>>>

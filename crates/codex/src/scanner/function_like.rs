use augur_ast::Node;
use augur_ast::NodeKind;
use augur_ast::flags;
use augur_atom::AtomSet;
use augur_atom::atom;

use crate::fqsen::ClassElementFqsen;
use crate::fqsen::ClassFqsen;
use crate::fqsen::FunctionFqsen;
use crate::fqsen::FunctionLikeFqsen;
use crate::metadata::CodeBase;
use crate::metadata::flags::MetadataFlags;
use crate::metadata::function_like::FunctionLikeMetadata;
use crate::metadata::parameter::ParameterMetadata;
use crate::scanner::ScanContext;
use crate::scanner::body_has_yield;
use crate::scanner::class_like::visibility_of;
use crate::scanner::default_value_union;
use crate::scanner::scan_statement;
use crate::scanner::union_of_type_hint;
use crate::ttype::union::UnionType;

/// Registers a free function declaration, then keeps scanning its body.
pub(crate) fn scan_function(codebase: &mut CodeBase, context: &mut ScanContext<'_>, node: &Node) {
    let Some(name) = node.name else {
        return;
    };

    let fqsen = FunctionFqsen::new(context.names.namespace, name);
    let function = build_function_like(context, FunctionLikeFqsen::Function(fqsen), node, &AtomSet::default());
    codebase.add_function(function);

    if let Some(body) = node.child(1) {
        scan_statement(codebase, context, body);
    }
}

/// Registers a closure under its synthesized (file, line) FQSEN.
pub(crate) fn scan_closure(codebase: &mut CodeBase, context: &mut ScanContext<'_>, node: &Node) {
    let fqsen = FunctionFqsen::for_closure(context.file, node.line);
    let mut closure = build_function_like(context, FunctionLikeFqsen::Closure(fqsen), node, &AtomSet::default());
    closure.flags |= MetadataFlags::CLOSURE;
    codebase.add_function(closure);

    if let Some(body) = node.child(2) {
        scan_statement(codebase, context, body);
    }
}

/// Builds the metadata of a method declaration; the caller attaches it to
/// its class.
pub(crate) fn scan_method(
    context: &ScanContext<'_>,
    class_fqsen: ClassFqsen,
    node: &Node,
    templates: &AtomSet,
) -> Option<FunctionLikeMetadata> {
    let name = node.name?;

    let fqsen = FunctionLikeFqsen::Method(ClassElementFqsen::new(class_fqsen, name));
    let mut method = build_function_like(context, fqsen, node, templates);

    method.visibility = visibility_of(node.flags);
    if node.has_flag(flags::MODIFIER_STATIC) {
        method.flags |= MetadataFlags::STATIC;
    }
    if node.has_flag(flags::MODIFIER_ABSTRACT) {
        method.flags |= MetadataFlags::ABSTRACT;
    }
    if node.has_flag(flags::MODIFIER_FINAL) {
        method.flags |= MetadataFlags::FINAL;
    }

    Some(method)
}

/// The shared shape of function, method, and closure scanning.
///
/// Child slots follow the declaration layout: parameters first, body
/// second-to-last position by kind, return type last.
fn build_function_like(
    context: &ScanContext<'_>,
    fqsen: FunctionLikeFqsen,
    node: &Node,
    templates: &AtomSet,
) -> FunctionLikeMetadata {
    let name = node.name.unwrap_or_else(|| match fqsen {
        FunctionLikeFqsen::Closure(closure) => closure.name,
        _ => atom(""),
    });

    let mut function = FunctionLikeMetadata::new(fqsen, name, context.file, node.line);

    if node.has_flag(flags::RETURNS_REFERENCE) {
        function.flags |= MetadataFlags::RETURNS_REFERENCE;
    }

    let comment = context.comment(node);
    if comment.is_deprecated {
        function.flags |= MetadataFlags::DEPRECATED;
    }
    function.suppressions = comment.suppressions.iter().map(|name| atom(name)).collect();

    if let Some(parameter_list) = node.raw_child(0) {
        for parameter_node in &parameter_list.children {
            if let Some(parameter) = scan_parameter(context, parameter_node, &comment, templates) {
                function.parameters.push(parameter);
            }
        }
    }
    function.recount_parameters();

    let (body_slot, return_slot) = match node.kind {
        NodeKind::Closure => (2, 3),
        _ => (1, 2),
    };

    function.union_type = union_of_type_hint(context, node.child(return_slot), templates);
    if let Some(return_tag) = &comment.return_tag {
        function.union_type.add_union(&UnionType::from_string_in_context(
            &return_tag.type_string,
            &context.names,
            templates,
        ));
    }

    if let Some(body) = node.child(body_slot)
        && body_has_yield(body)
    {
        function.flags |= MetadataFlags::HAS_YIELD;
    }

    function
}

fn scan_parameter(
    context: &ScanContext<'_>,
    node: &Node,
    comment: &augur_docblock::Comment,
    templates: &AtomSet,
) -> Option<ParameterMetadata> {
    if node.kind != NodeKind::Param {
        return None;
    }
    let name = node.name?;

    let mut parameter = ParameterMetadata::new(name, node.line);
    if node.has_flag(flags::PARAM_REFERENCE) {
        parameter.flags |= MetadataFlags::BY_REFERENCE;
    }
    if node.has_flag(flags::PARAM_VARIADIC) {
        parameter.flags |= MetadataFlags::VARIADIC;
    }

    // Declared type ∪ doc `@param` type ∪ default value type.
    parameter.union_type = union_of_type_hint(context, node.child(0), templates);
    if let Some(tag) = comment.parameter(name.as_str()) {
        parameter
            .union_type
            .add_union(&UnionType::from_string_in_context(&tag.type_string, &context.names, templates));
    }
    if let Some(default) = node.child(1) {
        parameter.has_default = true;
        parameter.union_type.add_union(&default_value_union(Some(default)));
    }

    Some(parameter)
}

#[cfg(test)]
mod tests {
    use augur_ast::Value;
    use augur_atom::atom;

    use crate::metadata::flags::Visibility;
    use crate::scanner::ScanOptions;
    use crate::scanner::scan_program;

    use super::*;

    fn param(name: &str, type_hint: Option<&str>, default: Option<Value>, line: u32) -> Node {
        let type_child = match type_hint {
            Some(hint) => Node::new(NodeKind::Name, line).with_name(atom(hint)),
            None => Node::missing(line),
        };
        let default_child = match default {
            Some(value) => Node::new(NodeKind::Literal, line).with_value(value),
            None => Node::missing(line),
        };

        Node::new(NodeKind::Param, line).with_name(atom(name)).with_child(type_child).with_child(default_child)
    }

    #[test]
    fn test_scan_function_signature() {
        let function = Node::new(NodeKind::FunctionDecl, 1)
            .with_name(atom("f"))
            .with_doc_comment("/** @param int[] $xs\n * @return string */")
            .with_child(
                Node::new(NodeKind::ParamList, 1)
                    .with_child(param("xs", Some("array"), None, 1))
                    .with_child(param("limit", Some("int"), Some(Value::Int(10)), 1)),
            )
            .with_child(Node::new(NodeKind::StmtList, 1))
            .with_child(Node::missing(1));
        let root = Node::new(NodeKind::StmtList, 1).with_child(function);

        let mut codebase = CodeBase::new();
        scan_program(&mut codebase, atom("src.php"), &root, &ScanOptions::default());

        let function = codebase.get_function_by_fqsen(FunctionFqsen::from_full_name("\\f")).unwrap();
        assert_eq!(function.required_parameter_count, 1);
        assert_eq!(function.optional_parameter_count, 1);
        assert_eq!(function.parameters[0].union_type.to_string(), "array|int[]");
        assert_eq!(function.union_type.to_string(), "string");
    }

    #[test]
    fn test_scan_method_modifiers() {
        let method = Node::new(NodeKind::MethodDecl, 2)
            .with_name(atom("make"))
            .with_flags(flags::MODIFIER_PROTECTED | flags::MODIFIER_STATIC)
            .with_child(Node::new(NodeKind::ParamList, 2))
            .with_child(Node::new(NodeKind::StmtList, 2))
            .with_child(Node::missing(2));
        let class = Node::new(NodeKind::ClassDecl, 1)
            .with_name(atom("Factory"))
            .with_child(Node::missing(1))
            .with_child(Node::new(NodeKind::NameList, 1))
            .with_child(Node::new(NodeKind::NameList, 1))
            .with_child(Node::new(NodeKind::StmtList, 1).with_child(method));
        let root = Node::new(NodeKind::StmtList, 1).with_child(class);

        let mut codebase = CodeBase::new();
        scan_program(&mut codebase, atom("src.php"), &root, &ScanOptions::default());

        let class = codebase.get_class_by_fqsen(ClassFqsen::from_full_name("\\Factory")).unwrap();
        let method = class.get_method("make").unwrap();

        assert_eq!(method.visibility, Visibility::Protected);
        assert!(method.flags.is_static());
    }

    #[test]
    fn test_scan_closure_registers_digest_fqsen() {
        let closure = Node::new(NodeKind::Closure, 7)
            .with_child(Node::new(NodeKind::ParamList, 7))
            .with_child(Node::new(NodeKind::ClosureUseList, 7))
            .with_child(Node::new(NodeKind::StmtList, 7))
            .with_child(Node::missing(7));
        let root = Node::new(NodeKind::StmtList, 1)
            .with_child(Node::new(NodeKind::ExprStmt, 7).with_child(closure));

        let mut codebase = CodeBase::new();
        scan_program(&mut codebase, atom("src.php"), &root, &ScanOptions::default());

        let fqsen = FunctionFqsen::for_closure(atom("src.php"), 7);
        let closure = codebase.get_function_by_fqsen(fqsen).unwrap();
        assert!(closure.flags.is_closure());
    }
}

<<<

Exactly as they appear, please write out the lines from the opening of the listing above down to the line containing "pub(crate) fn scan_function(codebase: &mut", with both end lines included.

filename crates/codex/src/scanner/function_like.rs
use augur_ast::Node;
use augur_ast::NodeKind;
use augur_ast::flags;
use augur_atom::AtomSet;
use augur_atom::atom;

use crate::fqsen::ClassElementFqsen;
use crate::fqsen::ClassFqsen;
use crate::fqsen::FunctionFqsen;
use crate::fqsen::FunctionLikeFqsen;
use crate::metadata::CodeBase;
use crate::metadata::flags::MetadataFlags;
use crate::metadata::function_like::FunctionLikeMetadata;
use crate::metadata::parameter::ParameterMetadata;
use crate::scanner::ScanContext;
use crate::scanner::body_has_yield;
use crate::scanner::class_like::visibility_of;
use crate::scanner::default_value_union;
use crate::scanner::scan_statement;
use crate::scanner::union_of_type_hint;
use crate::ttype::union::UnionType;

/// Registers a free function declaration, then keeps scanning its body.
pub(crate) fn scan_function(codebase: &mut CodeBase, context: &mut ScanContext<'_>, node: &Node) {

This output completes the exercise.